Damit sich ihnen auch Perspektiven eröffnen, ist es laut Richter nötig, mehr qualifizierten Deutschunterricht anzubieten, Plätze in Kindergärten und Schulen bereitzustellen, außerdem müssten Wohnmöglichkeiten für alle gewährleistet werden. Als wenn das allein noch keine Jahrzehntaufgabe wäre, stellt sie sich in einer Gesellschaft, die zwar lange Erfahrung mit Einwanderung hat. Aber: »Diese Einwanderungsgeschichte wird gern verdrängt. Sie ist nie Teil der kollektiven Identität geworden«, konstatiert Richter - »damit werden sich auch die Geflüchteten auseinandersetzen müssen«.

Und so zeigt der Autor anhand vieler konkreter Beispiele ein vielschichtiges, aber auch widersprüchliches Bild auf: Da ist das Engagement von vielen, Geflüchteten wie Einheimischen, das mittlerweile seit über einem Jahr anhält, ungeachtet einer Kölner Silvesternacht oder einer Politik, die längst nichts mehr mit Willkommenskultur zu tun hat. Da sind auf der anderen Seite die bürokratischen Hürden, die teilweise absurd scheinen.
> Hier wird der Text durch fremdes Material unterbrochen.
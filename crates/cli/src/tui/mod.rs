use std::io::stdout;
use std::time::Duration;

use bookreg_core::{paste, stamp, Action, AppendRows, BookRecord, DeletePolicy, Field, Form, Row, RowId, FIELD_COUNT};
use crossterm::{
    event::{self, DisableBracketedPaste, EnableBracketedPaste, Event, KeyCode, KeyEvent, KeyEventKind, KeyModifiers},
    terminal::{self, EnterAlternateScreen, LeaveAlternateScreen},
    ExecutableCommand,
};
use ratatui::{
    backend::CrosstermBackend,
    layout::{Constraint, Layout, Rect},
    style::{Color, Modifier, Style},
    text::{Line, Span},
    widgets::{Block, Borders, Clear, Paragraph},
    Frame, Terminal,
};

use crate::util;

/// Display width of each field column, in canonical field order.
const COLUMN_WIDTHS: [usize; FIELD_COUNT] = [8, 26, 14, 14, 13, 10, 13, 13, 12];

/// Row-number gutter: three digits, the delete marker, a space.
const GUTTER_WIDTH: usize = 5;

const PAGE_JUMP: usize = 10;

#[derive(Debug, Clone, Copy, PartialEq, Eq)]
enum StatusKind {
    Info,
    Busy,
    Error,
}

#[derive(Debug, Clone, PartialEq, Eq)]
struct Status {
    kind: StatusKind,
    text: String,
}

impl Status {
    fn info(text: impl Into<String>) -> Self {
        Self { kind: StatusKind::Info, text: text.into() }
    }

    fn error(text: impl Into<String>) -> Self {
        Self { kind: StatusKind::Error, text: text.into() }
    }
}

struct FormApp<S: AppendRows> {
    form: Form,
    sink: S,
    /// Row position (not id) of the cursor.
    cursor_row: usize,
    /// Field index of the cursor.
    cursor_col: usize,
    scroll_row: usize,
    scroll_col: usize,
    /// Keystrokes go into the current cell.
    editing: bool,
    status: Status,
    /// Rows handed out by `begin_submit`, sent on the next loop turn so
    /// the busy state is drawn first.
    queued: Option<Vec<BookRecord>>,
    should_quit: bool,
    show_help: bool,
}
Ein Beispiel: Khadim und Malick aus Senegal. Sie sprechen gut Deutsch, haben beide einen Ausbildungsplatz. Ihre Asylanträge wurden abgelehnt, abgeschoben werden sie auch nicht - sie sind abgelehnte, aber geduldete Flüchtlinge. Und als solche dürfen sie wiederum nicht arbeiten. Eine Geschichte, die nur Verlierer kennt: Die beiden jungen Männer können nicht arbeiten, die Unternehmen vermissen zwei qualifizierte Azubis, der Staat und damit der Steuerzahler muss sie alimentieren.

Richter präsentiert Geschichten vieler Menschen, gleichzeitig betrachtet er abstrakte Felder wie Gesetzgebung, Wohnungsbau oder kulturelle Unterschiede, die zu überbrücken sind. Am Ende der Lektüre ergibt sich für den Leser ein guter Überblick, wie mannigfaltig die Herausforderungen bleiben, wo aber auch bereits viel erreicht wurde. Für den Autor sind drei Felder relevant, auf denen sich entscheidet, ob ein gutes Zusammenleben gelingen kann: Zugang der Geflüchteten zum Wohnungsmarkt, Partizipation am Bildungssystem, Zugang zum Arbeitsmarkt: Herrscht dabei Chancengerechtigkeit, kann laut Richter Integration gelingen.